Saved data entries
★ ★ ★ ★
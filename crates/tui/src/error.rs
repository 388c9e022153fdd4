use thiserror::Error;

pub type Result<T> = std::result::Result<T, AppError>;

#[derive(Debug, Error)]
pub enum AppError {
    #[error("config error: {0}")]
    Config(#[from] config::ConfigError),
    #[error("invalid base url: {0}")]
    BaseUrl(String),
    #[error("io error: {0}")]
    Io(#[from] std::io::Error),
    #[error("logging error: {0}")]
    Logging(String),
    #[error("terminal error: {0}")]
    Terminal(String),
}
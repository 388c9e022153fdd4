use std::{fmt, str::FromStr};

use serde::{Deserialize, Deserializer, Serialize, Serializer, de};
use thiserror::Error;

/// Errors raised while parsing a masked currency input.
#[derive(Debug, Clone, PartialEq, Eq, Error)]
pub enum AmountError {
    #[error("empty amount")]
    Empty,
    #[error("invalid amount: {0}")]
    Invalid(String),
    #[error("too many decimals")]
    TooManyDecimals,
    #[error("amount too large")]
    Overflow,
}

/// Monetary amount represented as **integer cents**.
///
/// The text form follows the masked input of the entry form: `.` separates
/// thousands and `,` is the decimal radix.
///
/// ```rust
/// use api_types::money::Amount;
///
/// let amount: Amount = "1.200,50".parse().unwrap();
/// assert_eq!(amount.cents(), 120_050);
/// assert_eq!(amount.to_string(), "1.200,50");
/// ```
///
/// On the wire the amount is a plain JSON number (`1200.5`).
#[derive(Clone, Copy, Debug, Default, PartialEq, Eq, PartialOrd, Ord, Hash)]
#[repr(transparent)]
pub struct Amount(i64);

impl Amount {
    #[must_use]
    pub const fn new(cents: i64) -> Self {
        Self(cents)
    }

    #[must_use]
    pub const fn cents(self) -> i64 {
        self.0
    }

    /// Builds an amount from a decimal number, rounding to the nearest cent.
    pub fn from_major(value: f64) -> Result<Self, AmountError> {
        if !value.is_finite() {
            return Err(AmountError::Invalid(value.to_string()));
        }
        let cents = (value * 100.0).round();
        if cents.abs() >= i64::MAX as f64 {
            return Err(AmountError::Overflow);
        }
        Ok(Self(cents as i64))
    }

    #[must_use]
    pub fn to_major(self) -> f64 {
        self.0 as f64 / 100.0
    }
}

impl fmt::Display for Amount {
    fn fmt(&self, f: &mut fmt::Formatter<'_>) -> fmt::Result {
        let sign = if self.0 < 0 { "-" } else { "" };
        let abs = self.0.unsigned_abs();
        let units = (abs / 100).to_string();
        let cents = abs % 100;

        let mut grouped = String::with_capacity(units.len() + units.len() / 3);
        for (i, ch) in units.chars().enumerate() {
            if i > 0 && (units.len() - i) % 3 == 0 {
                grouped.push('.');
            }
            grouped.push(ch);
        }

        write!(f, "{sign}{grouped},{cents:02}")
    }
}

impl FromStr for Amount {
    type Err = AmountError;

    /// Parses masked input such as `1.234,56`, `1234,5` or `-10`.
    ///
    /// Thousands groups, when present, must have exactly three digits.
    fn from_str(s: &str) -> Result<Self, Self::Err> {
        let invalid = || AmountError::Invalid(s.trim().to_string());

        let trimmed = s.trim();
        if trimmed.is_empty() {
            return Err(AmountError::Empty);
        }

        let (negative, rest) = if let Some(stripped) = trimmed.strip_prefix('-') {
            (true, stripped.trim_start())
        } else if let Some(stripped) = trimmed.strip_prefix('+') {
            (false, stripped.trim_start())
        } else {
            (false, trimmed)
        };
        if rest.is_empty() {
            return Err(AmountError::Empty);
        }

        let mut parts = rest.split(',');
        let integer = parts.next().ok_or_else(invalid)?;
        let fraction = parts.next();
        if parts.next().is_some() {
            return Err(invalid());
        }

        let mut groups = integer.split('.');
        let head = groups.next().ok_or_else(invalid)?;
        if head.is_empty() || !head.chars().all(|c| c.is_ascii_digit()) {
            return Err(invalid());
        }
        let mut digits = head.to_string();
        let mut grouped = false;
        for group in groups {
            if group.len() != 3 || !group.chars().all(|c| c.is_ascii_digit()) {
                return Err(invalid());
            }
            grouped = true;
            digits.push_str(group);
        }
        if grouped && head.len() > 3 {
            return Err(invalid());
        }

        let units: i64 = digits.parse().map_err(|_| AmountError::Overflow)?;

        let cents: i64 = match fraction {
            None | Some("") => 0,
            Some(frac) if !frac.chars().all(|c| c.is_ascii_digit()) => return Err(invalid()),
            Some(frac) if frac.len() == 1 => frac.parse::<i64>().map_err(|_| invalid())? * 10,
            Some(frac) if frac.len() == 2 => frac.parse::<i64>().map_err(|_| invalid())?,
            Some(_) => return Err(AmountError::TooManyDecimals),
        };

        let total = units
            .checked_mul(100)
            .and_then(|v| v.checked_add(cents))
            .ok_or(AmountError::Overflow)?;

        Ok(Self(if negative { -total } else { total }))
    }
}

impl Serialize for Amount {
    fn serialize<S: Serializer>(&self, serializer: S) -> Result<S::Ok, S::Error> {
        serializer.serialize_f64(self.to_major())
    }
}

impl<'de> Deserialize<'de> for Amount {
    fn deserialize<D: Deserializer<'de>>(deserializer: D) -> Result<Self, D::Error> {
        deserializer.deserialize_any(AmountVisitor)
    }
}

struct AmountVisitor;

impl de::Visitor<'_> for AmountVisitor {
    type Value = Amount;

    fn expecting(&self, f: &mut fmt::Formatter<'_>) -> fmt::Result {
        f.write_str("a number or a masked currency string")
    }

    fn visit_f64<E: de::Error>(self, v: f64) -> Result<Amount, E> {
        Amount::from_major(v).map_err(E::custom)
    }

    fn visit_i64<E: de::Error>(self, v: i64) -> Result<Amount, E> {
        v.checked_mul(100)
            .map(Amount)
            .ok_or_else(|| E::custom(AmountError::Overflow))
    }

    fn visit_u64<E: de::Error>(self, v: u64) -> Result<Amount, E> {
        i64::try_from(v)
            .ok()
            .and_then(|v| v.checked_mul(100))
            .map(Amount)
            .ok_or_else(|| E::custom(AmountError::Overflow))
    }

    fn visit_str<E: de::Error>(self, v: &str) -> Result<Amount, E> {
        v.parse().map_err(E::custom)
    }
}
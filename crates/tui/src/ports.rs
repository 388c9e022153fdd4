//! Seams between the entry components and the outside world.
//!
//! The form and the list only talk to these traits, so their lifecycle runs
//! the same against the REST [`crate::client::Client`] and the in-memory
//! fakes used by the tests.

use api_types::{category::Category, entry::Entry};

use crate::{client::ClientError, route::Navigation};

/// Entry collaborator.
pub trait EntryGateway {
    async fn get_by_id(&self, id: i64) -> Result<Entry, ClientError>;
    async fn get_all(&self) -> Result<Vec<Entry>, ClientError>;
    async fn create(&self, entry: &Entry) -> Result<Entry, ClientError>;
    async fn update(&self, entry: &Entry) -> Result<Entry, ClientError>;
    async fn delete(&self, id: i64) -> Result<(), ClientError>;
}

/// Category collaborator.
pub trait CategoryGateway {
    async fn get_all(&self) -> Result<Vec<Category>, ClientError>;
}

/// Toasts and blocking alerts.
pub trait Notifier {
    fn success(&mut self, message: &str);
    fn error(&mut self, message: &str);
    /// Blocking modal: input is swallowed until the user dismisses it.
    fn alert(&mut self, message: &str);
}

pub trait Navigator {
    fn navigate(&mut self, navigation: Navigation);
}
use ratatui::{
    Frame,
    layout::{Alignment, Rect},
    style::{Modifier, Style},
    text::{Line, Span},
    widgets::{Block, BorderType, Borders, List, ListItem, ListState, Paragraph},
};

use api_types::entry::{DATE_FORMAT, Entry, EntryType};

use crate::{app::AppState, ui::theme::Theme};

pub fn render(frame: &mut Frame<'_>, area: Rect, state: &AppState) {
    let theme = Theme::default();
    let block = Block::default()
        .borders(Borders::ALL)
        .border_type(BorderType::Rounded)
        .border_style(Style::default().fg(theme.border))
        .title(format!(" {} lançamentos ", state.list.items.len()));

    if state.list.items.is_empty() {
        let empty = Paragraph::new(Line::from("Nenhum lançamento."))
            .alignment(Alignment::Center)
            .block(block);
        frame.render_widget(empty, area);
        return;
    }

    let items = state
        .list
        .items
        .iter()
        .map(|entry| ListItem::new(entry_line(entry, state, &theme)))
        .collect::<Vec<_>>();

    let mut list_state = ListState::default();
    list_state.select(Some(state.list.selected));

    let list = List::new(items)
        .block(block)
        .highlight_style(
            Style::default()
                .fg(theme.accent)
                .add_modifier(Modifier::BOLD),
        )
        .highlight_symbol("» ");

    frame.render_stateful_widget(list, area, &mut list_state);
}

fn entry_line(entry: &Entry, state: &AppState, theme: &Theme) -> Line<'static> {
    let date = entry
        .date
        .map(|date| date.format(DATE_FORMAT).to_string())
        .unwrap_or_else(|| "--/--/----".to_string());
    let kind = entry.entry_type.map(EntryType::label).unwrap_or("-");
    let amount = entry
        .amount
        .map(|amount| amount.to_string())
        .unwrap_or_else(|| "-".to_string());
    let amount_color = match entry.entry_type {
        Some(EntryType::Revenue) => theme.positive,
        Some(EntryType::Expense) => theme.negative,
        None => theme.text,
    };
    let paid_color = if entry.paid.unwrap_or(false) {
        theme.positive
    } else {
        theme.dim
    };

    Line::from(vec![
        Span::styled(date, Style::default().fg(theme.dim)),
        Span::raw("  "),
        Span::raw(format!("{:<24}", entry.name.as_deref().unwrap_or("-"))),
        Span::raw(format!("{kind:<8}")),
        Span::styled(format!("{amount:>14}"), Style::default().fg(amount_color)),
        Span::raw("  "),
        Span::styled(format!("{:<9}", entry.paid_text()), Style::default().fg(paid_color)),
        Span::styled(category_label(entry, state), Style::default().fg(theme.dim)),
    ])
}

fn category_label(entry: &Entry, state: &AppState) -> String {
    if let Some(name) = entry.category.as_ref().and_then(|c| c.name.clone()) {
        return name;
    }
    match entry.category_id {
        Some(id) => state
            .list
            .category_name(id)
            .map(str::to_string)
            .unwrap_or_else(|| format!("#{id}")),
        None => "-".to_string(),
    }
}
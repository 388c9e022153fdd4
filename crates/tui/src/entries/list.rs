use std::cmp::Reverse;

use api_types::{category::Category, entry::Entry};

use crate::{
    client::ClientError,
    ports::{EntryGateway, Notifier},
};

pub const LIST_LOAD_FAILURE: &str = "Erro ao carregar a lista";
pub const DELETE_FAILURE: &str = "Erro ao tentar exlcuir";
pub const DELETE_CONFIRMATION: &str = "Deseja realmente excluir este item?";

#[derive(Debug, Default)]
pub struct EntryList {
    pub items: Vec<Entry>,
    pub selected: usize,
    /// Names for rows that come without an embedded category.
    pub categories: Vec<Category>,
    /// Position of the element awaiting a delete confirmation.
    pending_delete: Option<usize>,
}

impl EntryList {
    /// Fetches every entry, newest id first. On failure the list is left
    /// empty.
    pub async fn load<E: EntryGateway, N: Notifier>(&mut self, entries: &E, notifier: &mut N) {
        self.items.clear();
        self.selected = 0;
        self.pending_delete = None;

        match entries.get_all().await {
            Ok(mut items) => {
                items.sort_by_key(|entry| Reverse(entry.id));
                tracing::debug!(count = items.len(), "entries loaded");
                self.items = items;
            }
            Err(err) => {
                tracing::warn!(error = %err, "failed to load entries");
                notifier.alert(LIST_LOAD_FAILURE);
            }
        }
    }

    /// Replaces the category cache. A failed fetch keeps the previous names.
    pub fn cache_categories(&mut self, fetched: Result<Vec<Category>, ClientError>) {
        match fetched {
            Ok(categories) => self.categories = categories,
            Err(err) => tracing::warn!(error = %err, "failed to load categories for the list"),
        }
    }

    pub fn category_name(&self, id: i64) -> Option<&str> {
        self.categories
            .iter()
            .find(|category| category.id == Some(id))
            .and_then(|category| category.name.as_deref())
    }

    pub fn pending_delete(&self) -> Option<&Entry> {
        self.pending_delete.and_then(|index| self.items.get(index))
    }

    /// Asks for confirmation before deleting the element at `index`.
    pub fn request_delete(&mut self, index: usize) -> bool {
        if index >= self.items.len() {
            return false;
        }
        self.pending_delete = Some(index);
        true
    }

    /// Answers the pending confirmation. The confirmed element is removed
    /// only once the backend acknowledges the delete.
    pub async fn resolve_delete<E: EntryGateway, N: Notifier>(
        &mut self,
        confirmed: bool,
        entries: &E,
        notifier: &mut N,
    ) {
        let Some(index) = self.pending_delete.take() else {
            return;
        };
        if !confirmed {
            return;
        }
        let Some(id) = self.items.get(index).and_then(|entry| entry.id) else {
            notifier.alert(DELETE_FAILURE);
            return;
        };

        match entries.delete(id).await {
            Ok(()) => {
                // The confirmed element itself, not every element sharing its id.
                self.items.remove(index);
                self.selected = self.selected.min(self.items.len().saturating_sub(1));
            }
            Err(err) => {
                tracing::warn!(error = %err, id, "failed to delete entry");
                notifier.alert(DELETE_FAILURE);
            }
        }
    }

    pub fn selected_entry(&self) -> Option<&Entry> {
        self.items.get(self.selected)
    }

    pub fn select_next(&mut self) {
        if self.items.is_empty() {
            return;
        }
        self.selected = (self.selected + 1).min(self.items.len() - 1);
    }

    pub fn select_prev(&mut self) {
        if self.items.is_empty() {
            return;
        }
        self.selected = self.selected.saturating_sub(1);
    }
}
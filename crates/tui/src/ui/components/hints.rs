use ratatui::{style::Style, text::Span};

use crate::ui::theme::Theme;

/// A keyboard hint consisting of a key and its action.
#[derive(Debug, Clone)]
pub struct KeyHint {
    pub key: String,
    pub action: String,
}

impl KeyHint {
    pub fn new(key: impl Into<String>, action: impl Into<String>) -> Self {
        Self {
            key: key.into(),
            action: action.into(),
        }
    }
}

/// Converts a list of key hints into styled spans for rendering.
pub fn hints_to_spans(hints: &[KeyHint], theme: &Theme) -> Vec<Span<'static>> {
    let mut spans = Vec::new();

    for (i, hint) in hints.iter().enumerate() {
        if i > 0 {
            spans.push(Span::raw("  "));
        }
        spans.push(Span::styled(
            hint.key.clone(),
            Style::default().fg(theme.accent),
        ));
        spans.push(Span::raw(format!(" {}", hint.action)));
    }

    spans
}

pub fn list_hints() -> Vec<KeyHint> {
    vec![
        KeyHint::new("↑↓", "selecionar"),
        KeyHint::new("n", "novo"),
        KeyHint::new("Enter", "editar"),
        KeyHint::new("d", "excluir"),
        KeyHint::new("r", "recarregar"),
        KeyHint::new("q", "sair"),
    ]
}

pub fn form_hints() -> Vec<KeyHint> {
    vec![
        KeyHint::new("Tab", "próximo"),
        KeyHint::new("Space/←→", "alterar"),
        KeyHint::new("Enter", "salvar"),
        KeyHint::new("Esc", "voltar"),
        KeyHint::new("Ctrl+C", "sair"),
    ]
}

#[cfg(test)]
mod tests {
    use super::*;

    #[test]
    fn spans_alternate_key_and_action() {
        let theme = Theme::default();
        let spans = hints_to_spans(&[KeyHint::new("n", "novo"), KeyHint::new("d", "excluir")], &theme);

        let text: Vec<String> = spans.iter().map(|span| span.content.to_string()).collect();
        assert_eq!(text, vec!["n", " novo", "  ", "d", " excluir"]);
    }
}
pub mod entry_form;
pub mod entry_list;
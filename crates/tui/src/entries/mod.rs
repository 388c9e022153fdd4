pub mod form;
pub mod list;
pub mod schema;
★ ★ ★ ★
» EXERCISE:
Wherever a line of the entries holds the string "AppError", copy that line.

» EXPECTED ANSWER:
pub type Result<T> = std::result::Result<T, AppError>;
pub enum AppError {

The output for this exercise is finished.